## Action item
With the records as your source, report how many lines contain "PartialEq". Add no other words.

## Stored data
::::::::::

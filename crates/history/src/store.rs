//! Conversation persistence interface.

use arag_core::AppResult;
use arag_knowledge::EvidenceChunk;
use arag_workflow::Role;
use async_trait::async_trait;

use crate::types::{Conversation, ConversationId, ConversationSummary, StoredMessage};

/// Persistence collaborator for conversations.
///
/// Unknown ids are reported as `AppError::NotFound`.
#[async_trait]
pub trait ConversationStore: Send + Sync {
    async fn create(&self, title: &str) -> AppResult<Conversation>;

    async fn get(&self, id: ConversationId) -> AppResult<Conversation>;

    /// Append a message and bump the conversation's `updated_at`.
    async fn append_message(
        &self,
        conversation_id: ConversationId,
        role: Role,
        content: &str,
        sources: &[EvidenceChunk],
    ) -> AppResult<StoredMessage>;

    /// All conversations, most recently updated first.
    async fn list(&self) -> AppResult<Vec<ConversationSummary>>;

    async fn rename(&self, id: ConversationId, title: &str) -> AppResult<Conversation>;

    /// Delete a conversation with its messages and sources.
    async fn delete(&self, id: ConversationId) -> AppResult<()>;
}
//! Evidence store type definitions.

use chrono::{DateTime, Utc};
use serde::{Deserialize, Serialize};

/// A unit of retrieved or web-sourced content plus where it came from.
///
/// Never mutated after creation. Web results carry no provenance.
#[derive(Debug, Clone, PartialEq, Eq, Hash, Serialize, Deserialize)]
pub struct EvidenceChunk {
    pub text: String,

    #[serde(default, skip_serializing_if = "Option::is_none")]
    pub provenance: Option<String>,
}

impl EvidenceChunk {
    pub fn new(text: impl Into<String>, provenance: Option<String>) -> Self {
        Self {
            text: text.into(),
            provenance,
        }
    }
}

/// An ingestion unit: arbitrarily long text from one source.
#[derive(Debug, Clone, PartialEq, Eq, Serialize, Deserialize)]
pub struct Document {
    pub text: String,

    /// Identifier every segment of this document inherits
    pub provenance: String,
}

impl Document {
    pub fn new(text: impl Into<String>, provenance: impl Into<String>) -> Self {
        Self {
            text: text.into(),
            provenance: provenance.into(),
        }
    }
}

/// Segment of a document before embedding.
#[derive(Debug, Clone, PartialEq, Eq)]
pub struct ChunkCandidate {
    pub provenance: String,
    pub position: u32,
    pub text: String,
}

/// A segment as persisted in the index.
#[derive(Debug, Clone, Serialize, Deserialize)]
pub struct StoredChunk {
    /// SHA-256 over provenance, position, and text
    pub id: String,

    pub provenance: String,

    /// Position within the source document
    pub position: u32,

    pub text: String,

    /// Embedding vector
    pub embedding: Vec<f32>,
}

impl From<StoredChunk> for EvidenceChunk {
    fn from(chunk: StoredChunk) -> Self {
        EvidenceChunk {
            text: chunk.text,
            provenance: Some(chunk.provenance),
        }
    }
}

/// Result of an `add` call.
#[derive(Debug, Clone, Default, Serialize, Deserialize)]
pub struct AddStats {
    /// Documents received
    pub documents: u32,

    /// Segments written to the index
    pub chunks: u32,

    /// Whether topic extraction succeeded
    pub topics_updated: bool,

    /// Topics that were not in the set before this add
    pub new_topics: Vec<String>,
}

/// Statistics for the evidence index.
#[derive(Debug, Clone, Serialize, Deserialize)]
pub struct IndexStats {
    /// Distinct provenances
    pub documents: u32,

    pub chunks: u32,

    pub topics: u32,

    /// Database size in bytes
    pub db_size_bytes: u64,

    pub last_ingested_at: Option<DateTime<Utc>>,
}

::::::::::

## Finished task
3